The passing of rock drum solos was so unlamented that I might have missed it but for a new DVD by Neil Peart called “Anatomy of a Drum Solo.” Peart is the drummer/percussionist for the arena rock institution Rush and is widely considered the greatest living rock drummer. By my calculation, Peart is also the most prolific drum soloist ever. In its astounding 31-year history with its original lineup, Rush has spent more time on the road than the Roman army, and there was always, always a drum solo in the show. At least there was the five times I saw them.So I called Neil Peart to ask: What happened to the drum solo?
“Rock drummers killed the solo themselves,” Peart tells me when we meet at a coffee shop in Santa Monica. “It got to be so predictable and manipulative. They cheapened it by making it a clap-along or a boring ramble.”
Oh yeah. Few things in music are so grating as a long, thrashing drum solo by some sweaty dude working his way around the trap kit (Tommy Lee, are you listening?). The trouble is, it was always so. One of the sacred texts of solo drumming is Ron Bushy’s notoriously flatulent 2 1/2-minute tumble on Iron Butterfly’s 1968 monster hit “In-A-Gadda-Da-Vida.”
“Even as a kid I hated that song,” says Peart. “It was the anti-drum solo. There was no technique, no musicality, no dynamics at all.”
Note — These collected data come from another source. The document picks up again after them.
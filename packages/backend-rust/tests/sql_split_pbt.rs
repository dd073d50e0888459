//! Property-Based Tests for the embedded schema splitter
//!
//! Invariants:
//! - Plain statements joined with `;` split back into the same statements
//! - Semicolons inside quoted literals never split a statement
//! - `--` comment lines never reach the output

use proptest::prelude::*;

use noobular_backend::db::sqlite_schema::split_sql_statements;

// ============================================================================
// Arbitrary Generators
// ============================================================================

fn arb_statement() -> impl Strategy<Value = String> {
    "[A-Z][A-Za-z0-9_ ()=,]{0,40}".prop_map(|s| s.trim().to_string())
}

fn arb_literal() -> impl Strategy<Value = String> {
    "[a-z;]{0,10}"
}

proptest! {
    #![proptest_config(ProptestConfig::with_cases(200))]

    #[test]
    fn joined_statements_split_back(statements in prop::collection::vec(arb_statement(), 1..12)) {
        let expected: Vec<String> = statements.into_iter().filter(|s| !s.is_empty()).collect();
        let sql = expected.join(";\n");
        prop_assert_eq!(split_sql_statements(&sql), expected);
    }

    #[test]
    fn quoted_semicolons_stay_inside(literal in arb_literal(), quote in prop_oneof![Just('\''), Just('"')]) {
        let sql = format!("INSERT INTO t VALUES ({quote}{literal}{quote});\nSELECT 1;");
        let statements = split_sql_statements(&sql);
        prop_assert_eq!(statements.len(), 2);
        let expected_literal = format!("{quote}{literal}{quote}");
        prop_assert!(statements[0].contains(&expected_literal));
    }

    #[test]
    fn comment_lines_are_dropped(statements in prop::collection::vec(arb_statement(), 1..6)) {
        let sql: String = statements
            .iter()
            .map(|s| format!("-- about {s}; really\n{s};\n"))
            .collect();
        for stmt in split_sql_statements(&sql) {
            prop_assert!(!stmt.contains("--"));
        }
    }
}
If you owned this album, that’s not incense you’re smelling, it’s shame.
Peart’s larger point is that the rock drum solo, which emerged out of an honorable tradition of showmanship set by big band players such as Gene Krupa and Buddy Rich, rapidly descended into musical cynicism. Partly at fault was the economics of the arena itself. When rock bands started selling out 10,000-seat coliseums in one town after another, any sense of intimacy--or rock’s rebellion--was swallowed by the vacancy of the venue itself. The drum solo became part of a repertoire of arena-rock tricks to pull huge and disconnected audiences into the show.
“Asking the audience to clap along can be part of a really sincere desire to include the audience in the music or the performance,” says Peart, “or it can be just like pressing a button. It can be a beautiful thing or an ugly thing.”
So what started out as a virtuoso exploration of an instrument’s solo potential became, almost immediately, rock’s 7th-inning stretch.
The other big problem with drum solos? The audience. It became clear to me after watching Peart’s explanatory DVD that civilians--which is to say non-drummers--don’t really understand what they’re hearing. In one section of Peart’s “Der Trommler” solo, he keeps waltz time, 3/4 rhythm (PA-tah-tah, PA-tah-tah) with his feet, while playing lightning-fast 6/8 and 7/8 drum fills across his other drums. In terms of physical coordination, this is something like playing badminton with two rackets while typing with your feet. But if you hadn’t been enlightened, you might think it just sounds like billiard balls in a dryer.
Peart amiably disagrees, wincing at the suggestion that the audience somehow just doesn’t get it. “Drumming shouldn’t be something you need an education to appreciate.” After all, he says, “You can’t blame the audience for everything.”